Wouldn’t it be nice if the rest of the world, just like the Mousonturm, would simply take up its regular program after a few months of reconstruction and refurbishing? Under optimized conditions, of course. But the situation is more serious. Ever since we have recognized that all of our resources – us included – will soon be exhausted, the only thing that remains for us to do is to place our hope in the coming generation. Today, children are the most important source of renewable energy. And they can hardly be made to grow up fast enough in order to – please – repair and correct all of what we adults have destroyed or done wrong.
In September 2012, the Künstlerhaus Mousonturm is celebrating its re-opening with performances, theater, installations and choreographies. With these art projects, we are posing the question: what does it currently mean to be a grown up and to grow up? Are we truly aware of our responsibility? And what does it mean to be a responsible citizen?
Gob Squad offers us deep insights into this right at the start. In a public laboratory experiment, the German-British artist collective assembles children and adolescents who chart out their future lives in front of their adult observers. If and how an artist collective itself grows up after almost two decades of successful cooperation is what Gob Squad’s members determine in their second performance in an unfathomable charming way.
The transition to adulthood has become a menacing combat zone; two works by the Belgian theater group Ontroerend Goed demonstrate this. The young actors’ radical defense strategies make the violence palpable in the efforts to currently care for, educate and raise the next generation. The Swiss conversation artist Mats Staub assesses the severe scars that crossing this border have already left in our biographies; with a keen curiosity he also collects, archives and stages individual memories of becoming an adult.

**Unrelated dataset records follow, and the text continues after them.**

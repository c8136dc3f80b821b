use nursery_core::entities::*;

use super::{schema::*, util};

#[derive(Insertable, AsChangeset)]
#[diesel(table_name = users)]
pub struct NewUser<'a> {
    pub id: &'a str,
    pub email: &'a str,
    pub role: i16,
}

impl<'a> From<&'a User> for NewUser<'a> {
    fn from(from: &'a User) -> Self {
        let User { id, email, role } = from;
        Self {
            id: id.as_str(),
            email,
            role: RolePrimitive::from(*role),
        }
    }
}

#[derive(Queryable)]
pub struct UserEntity {
    pub id: String,
    pub email: String,
    pub role: i16,
}

impl TryFrom<UserEntity> for User {
    type Error = anyhow::Error;
    fn try_from(from: UserEntity) -> Result<Self, Self::Error> {
        let UserEntity { id, email, role } = from;
        Ok(Self {
            id: id.into(),
            email,
            role: Role::try_from(role)?,
        })
    }
}

#[derive(Insertable, AsChangeset)]
#[diesel(table_name = common_names)]
pub struct NewCommonName<'a> {
    pub id: &'a str,
    pub name: &'a str,
}

impl<'a> From<&'a CommonName> for NewCommonName<'a> {
    fn from(from: &'a CommonName) -> Self {
        let CommonName { id, name } = from;
        Self {
            id: id.as_str(),
            name,
        }
    }
}

#[derive(Queryable)]
pub struct CommonNameEntity {
    pub id: String,
    pub name: String,
}

impl From<CommonNameEntity> for CommonName {
    fn from(from: CommonNameEntity) -> Self {
        let CommonNameEntity { id, name } = from;
        Self {
            id: id.into(),
            name,
        }
    }
}

// `treat_none_as_null` lets an update clear the nullable owner
// column instead of silently skipping it.
#[derive(Insertable, AsChangeset)]
#[diesel(table_name = plants, treat_none_as_null = true)]
pub struct NewPlant<'a> {
    pub id: &'a str,
    pub owner: Option<&'a str>,
    pub scientific_name: &'a str,
    pub common_name: &'a str,
    pub water_frequency: i16,
    pub sun_exposure: i16,
    pub description: &'a str,
    pub care_tips: &'a str,
}

impl<'a> From<&'a Plant> for NewPlant<'a> {
    fn from(from: &'a Plant) -> Self {
        let Plant {
            id,
            owner,
            scientific_name,
            common_name,
            water_frequency,
            sun_exposure,
            description,
            care_tips,
        } = from;
        Self {
            id: id.as_str(),
            owner: owner.as_ref().map(Id::as_str),
            scientific_name,
            common_name,
            water_frequency: WaterFrequencyPrimitive::from(*water_frequency),
            sun_exposure: SunExposurePrimitive::from(*sun_exposure),
            description,
            care_tips,
        }
    }
}

#[derive(Queryable)]
pub struct PlantEntity {
    pub id: String,
    pub owner: Option<String>,
    pub scientific_name: String,
    pub common_name: String,
    pub water_frequency: i16,
    pub sun_exposure: i16,
    pub description: String,
    pub care_tips: String,
}

impl TryFrom<PlantEntity> for Plant {
    type Error = anyhow::Error;
    fn try_from(from: PlantEntity) -> Result<Self, Self::Error> {
        let PlantEntity {
            id,
            owner,
            scientific_name,
            common_name,
            water_frequency,
            sun_exposure,
            description,
            care_tips,
        } = from;
        Ok(Self {
            id: id.into(),
            owner: owner.map(Into::into),
            scientific_name,
            common_name,
            water_frequency: WaterFrequency::try_from(water_frequency)?,
            sun_exposure: SunExposure::try_from(sun_exposure)?,
            description,
            care_tips,
        })
    }
}

#[derive(Insertable, AsChangeset)]
#[diesel(table_name = locations)]
pub struct NewLocation<'a> {
    pub id: &'a str,
    pub owner: &'a str,
    pub name: &'a str,
}

impl<'a> From<&'a Location> for NewLocation<'a> {
    fn from(from: &'a Location) -> Self {
        let Location { id, owner, name } = from;
        Self {
            id: id.as_str(),
            owner: owner.as_str(),
            name,
        }
    }
}

#[derive(Queryable)]
pub struct LocationEntity {
    pub id: String,
    pub owner: String,
    pub name: String,
}

impl From<LocationEntity> for Location {
    fn from(from: LocationEntity) -> Self {
        let LocationEntity { id, owner, name } = from;
        Self {
            id: id.into(),
            owner: owner.into(),
            name,
        }
    }
}

#[derive(Insertable, AsChangeset)]
#[diesel(table_name = plant_instances, treat_none_as_null = true)]
pub struct NewPlantInstance {
    pub id: String,
    pub plant_id: String,
    pub customer: Option<String>,
    pub location_id: String,
    pub nickname: String,
    pub purchased_on: String,
    pub due_watered_on: Option<String>,
    pub status: i16,
}

impl TryFrom<&PlantInstance> for NewPlantInstance {
    type Error = anyhow::Error;
    fn try_from(from: &PlantInstance) -> Result<Self, Self::Error> {
        let PlantInstance {
            id,
            plant_id,
            customer,
            location_id,
            nickname,
            purchased_on,
            due_watered_on,
            status,
        } = from;
        Ok(Self {
            id: id.to_string(),
            plant_id: plant_id.to_string(),
            customer: customer.as_ref().map(ToString::to_string),
            location_id: location_id.to_string(),
            nickname: nickname.clone(),
            purchased_on: util::date_to_text(*purchased_on)?,
            due_watered_on: due_watered_on.map(util::date_to_text).transpose()?,
            status: WateringStatusPrimitive::from(*status),
        })
    }
}

#[derive(Queryable)]
pub struct PlantInstanceEntity {
    pub id: String,
    pub plant_id: String,
    pub customer: Option<String>,
    pub location_id: String,
    pub nickname: String,
    pub purchased_on: String,
    pub due_watered_on: Option<String>,
    pub status: i16,
}

impl TryFrom<PlantInstanceEntity> for PlantInstance {
    type Error = anyhow::Error;
    fn try_from(from: PlantInstanceEntity) -> Result<Self, Self::Error> {
        let PlantInstanceEntity {
            id,
            plant_id,
            customer,
            location_id,
            nickname,
            purchased_on,
            due_watered_on,
            status,
        } = from;
        Ok(Self {
            id: id.into(),
            plant_id: plant_id.into(),
            customer: customer.map(Into::into),
            location_id: location_id.into(),
            nickname,
            purchased_on: util::date_from_text(&purchased_on)?,
            due_watered_on: due_watered_on.as_deref().map(util::date_from_text).transpose()?,
            status: WateringStatus::try_from(status)?,
        })
    }
}
use std::{borrow::Borrow, fmt, str::FromStr};

use uuid::Uuid;

/// Opaque public identifier with a string representation.
///
/// Freshly generated ids are UUIDs, so identifiers exposed in URLs
/// cannot be enumerated.
#[derive(Default, Debug, Clone, Eq, PartialEq, Ord, PartialOrd, Hash)]
pub struct Id(String);

impl Id {
    pub fn new() -> Self {
        Uuid::new_v4().into()
    }

    pub fn is_valid(&self) -> bool {
        !self.0.is_empty()
    }

    pub fn as_str(&self) -> &str {
        self.0.as_str()
    }
}

impl AsRef<str> for Id {
    fn as_ref(&self) -> &str {
        self.0.as_str()
    }
}

impl From<String> for Id {
    fn from(from: String) -> Self {
        Self(from)
    }
}

impl From<&str> for Id {
    fn from(from: &str) -> Self {
        from.to_owned().into()
    }
}

impl From<Uuid> for Id {
    fn from(from: Uuid) -> Self {
        from.as_simple().to_string().into()
    }
}

impl From<Id> for String {
    fn from(from: Id) -> Self {
        from.0
    }
}

impl FromStr for Id {
    type Err = ();
    fn from_str(s: &str) -> Result<Id, Self::Err> {
        Ok(s.into())
    }
}

impl Borrow<str> for Id {
    fn borrow(&self) -> &str {
        self.as_ref()
    }
}

impl fmt::Display for Id {
    fn fmt(&self, f: &mut fmt::Formatter) -> Result<(), fmt::Error> {
        f.write_str(self.as_ref())
    }
}
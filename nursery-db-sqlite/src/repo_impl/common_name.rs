use super::*;

impl<'a> CommonNameRepo for DbReadOnly<'a> {
    fn create_common_name(&self, _common_name: &CommonName) -> Result<()> {
        unreachable!();
    }
    fn delete_common_name(&self, _id: &Id) -> Result<()> {
        unreachable!();
    }

    fn get_common_name(&self, id: &Id) -> Result<CommonName> {
        get_common_name(&mut self.conn.borrow_mut(), id)
    }
    fn all_common_names(&self) -> Result<Vec<CommonName>> {
        all_common_names(&mut self.conn.borrow_mut())
    }
    fn try_get_common_name_by_name(&self, name: &str) -> Result<Option<CommonName>> {
        try_get_common_name_by_name(&mut self.conn.borrow_mut(), name)
    }
}

impl<'a> CommonNameRepo for DbReadWrite<'a> {
    fn create_common_name(&self, common_name: &CommonName) -> Result<()> {
        create_common_name(&mut self.conn.borrow_mut(), common_name)
    }
    fn delete_common_name(&self, id: &Id) -> Result<()> {
        delete_common_name(&mut self.conn.borrow_mut(), id)
    }

    fn get_common_name(&self, id: &Id) -> Result<CommonName> {
        get_common_name(&mut self.conn.borrow_mut(), id)
    }
    fn all_common_names(&self) -> Result<Vec<CommonName>> {
        all_common_names(&mut self.conn.borrow_mut())
    }
    fn try_get_common_name_by_name(&self, name: &str) -> Result<Option<CommonName>> {
        try_get_common_name_by_name(&mut self.conn.borrow_mut(), name)
    }
}

impl<'a> CommonNameRepo for DbConnection<'a> {
    fn create_common_name(&self, common_name: &CommonName) -> Result<()> {
        create_common_name(&mut self.conn.borrow_mut(), common_name)
    }
    fn delete_common_name(&self, id: &Id) -> Result<()> {
        delete_common_name(&mut self.conn.borrow_mut(), id)
    }

    fn get_common_name(&self, id: &Id) -> Result<CommonName> {
        get_common_name(&mut self.conn.borrow_mut(), id)
    }
    fn all_common_names(&self) -> Result<Vec<CommonName>> {
        all_common_names(&mut self.conn.borrow_mut())
    }
    fn try_get_common_name_by_name(&self, name: &str) -> Result<Option<CommonName>> {
        try_get_common_name_by_name(&mut self.conn.borrow_mut(), name)
    }
}

fn create_common_name(conn: &mut SqliteConnection, common_name: &CommonName) -> Result<()> {
    let model = models::NewCommonName::from(common_name);
    diesel::insert_into(schema::common_names::table)
        .values(&model)
        .execute(conn)
        .map_err(from_diesel_err)?;
    Ok(())
}

fn delete_common_name(conn: &mut SqliteConnection, id: &Id) -> Result<()> {
    use schema::common_names::dsl;
    let count = diesel::delete(dsl::common_names.filter(dsl::id.eq(id.as_str())))
        .execute(conn)
        .map_err(from_diesel_err)?;
    if count == 0 {
        return Err(repo::Error::NotFound);
    }
    Ok(())
}

fn get_common_name(conn: &mut SqliteConnection, id: &Id) -> Result<CommonName> {
    use schema::common_names::dsl;
    Ok(dsl::common_names
        .filter(dsl::id.eq(id.as_str()))
        .first::<models::CommonNameEntity>(conn)
        .map_err(from_diesel_err)?
        .into())
}

fn all_common_names(conn: &mut SqliteConnection) -> Result<Vec<CommonName>> {
    use schema::common_names::dsl;
    Ok(dsl::common_names
        .order_by(dsl::name.asc())
        .load::<models::CommonNameEntity>(conn)
        .map_err(from_diesel_err)?
        .into_iter()
        .map(Into::into)
        .collect())
}

fn try_get_common_name_by_name(
    conn: &mut SqliteConnection,
    name: &str,
) -> Result<Option<CommonName>> {
    use schema::common_names::dsl;
    Ok(dsl::common_names
        .filter(lower(dsl::name).eq(name.to_ascii_lowercase()))
        .first::<models::CommonNameEntity>(conn)
        .optional()
        .map_err(from_diesel_err)?
        .map(Into::into))
}
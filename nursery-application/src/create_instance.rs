use time::Date;

use super::*;

pub fn create_instance(
    connections: &sqlite::Connections,
    permissions: &dyn PermissionGateway,
    requester: &User,
    today: Date,
    new_instance: usecases::NewPlantInstance,
) -> Result<PlantInstance> {
    Ok(connections.exclusive()?.transaction(|conn| {
        usecases::create_instance(conn, permissions, requester, today, new_instance).map_err(
            |err| {
                log::warn!("Failed to create plant instance: {err}");
                err
            },
        )
    })?)
}

/// Prefill variant: the catalog entry is fixed by the calling route,
/// everything else defaults as in [`create_instance`].
pub fn create_instance_for_plant(
    connections: &sqlite::Connections,
    permissions: &dyn PermissionGateway,
    requester: &User,
    today: Date,
    plant_id: &Id,
    location_id: Id,
    nickname: String,
) -> Result<PlantInstance> {
    create_instance(
        connections,
        permissions,
        requester,
        today,
        usecases::NewPlantInstance {
            plant_id: plant_id.clone(),
            location_id,
            nickname,
            customer: None,
        },
    )
}

/// Prefill variant: the location is fixed by the calling route.
pub fn create_instance_at_location(
    connections: &sqlite::Connections,
    permissions: &dyn PermissionGateway,
    requester: &User,
    today: Date,
    location_id: &Id,
    plant_id: Id,
    nickname: String,
) -> Result<PlantInstance> {
    create_instance(
        connections,
        permissions,
        requester,
        today,
        usecases::NewPlantInstance {
            plant_id,
            location_id: location_id.clone(),
            nickname,
            customer: None,
        },
    )
}
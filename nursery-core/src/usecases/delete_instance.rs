use super::prelude::*;

pub fn delete_instance<R: PlantInstanceRepo>(
    repo: &R,
    permissions: &dyn PermissionGateway,
    requester: &User,
    id: &Id,
) -> Result<()> {
    super::require_permission(permissions, requester, Permission::DeletePlantInstance)?;
    let instance = repo.get_instance(id)?;
    super::require_access(requester, instance.customer.as_ref())?;
    repo.delete_instance(id)?;
    Ok(())
}

#[cfg(test)]
mod tests {
    use super::{
        super::tests::{create_default_instance, MockDb, MockPermissions, TestUsers},
        *,
    };

    #[test]
    fn customer_may_delete_own_instance() {
        let db = MockDb::default();
        let users = TestUsers::default();
        let (_, _, instance) = create_default_instance(&db, &users.customer);
        assert!(delete_instance(
            &db,
            &MockPermissions::grant_all(),
            &users.customer,
            &instance.id
        )
        .is_ok());
        assert!(db.instances.borrow().is_empty());
    }

    #[test]
    fn non_customer_is_rejected_and_row_still_present() {
        let db = MockDb::default();
        let users = TestUsers::default();
        let (_, _, instance) = create_default_instance(&db, &users.customer);
        assert!(matches!(
            delete_instance(
                &db,
                &MockPermissions::grant_all(),
                &users.other_customer,
                &instance.id
            ),
            Err(Error::Forbidden)
        ));
        assert!(db.get_instance(&instance.id).is_ok());
    }

    #[test]
    fn staff_may_delete_any_instance() {
        let db = MockDb::default();
        let users = TestUsers::default();
        let (_, _, instance) = create_default_instance(&db, &users.customer);
        assert!(
            delete_instance(&db, &MockPermissions::grant_all(), &users.staff, &instance.id).is_ok()
        );
        assert!(db.instances.borrow().is_empty());
    }

    #[test]
    fn deleting_an_instance_never_cascades() {
        let db = MockDb::default();
        let users = TestUsers::default();
        let (plant, location, instance) = create_default_instance(&db, &users.customer);
        delete_instance(&db, &MockPermissions::grant_all(), &users.customer, &instance.id)
            .unwrap();
        assert!(db.get_plant(&plant.id).is_ok());
        assert!(db.get_location(&location.id).is_ok());
    }
}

In 2000, the Belgian choreographer Ives Tuwis began developing dance projects with adolescents for an adult audience at the FFT in Düsseldorf. In the past few years, the participants from back then have started out on their own artistic paths. As a collective of artists called Dream Land, they will now work together again. The new project, which will premiere at the Mousonturm in November, is in search of “utopian poetics” in which theater and dance can make it possible for limits and differences to appear.
Despite the serious state we are in, the ability to play is what repeatedly allows me to relate to myself, to others and to the world in a new way. This is why Dries Verhoeven and Ontroerend Goed’s works focus on individual audience members. The point is not to play along, but rather to become the central figure, the player. The performances make reference to unexplored possibilities, to the openness of an undetermined future… and they point to us. They inspire us to believe in Tim Etchells’ observation and to accept his invitation to play: the future will be confusing.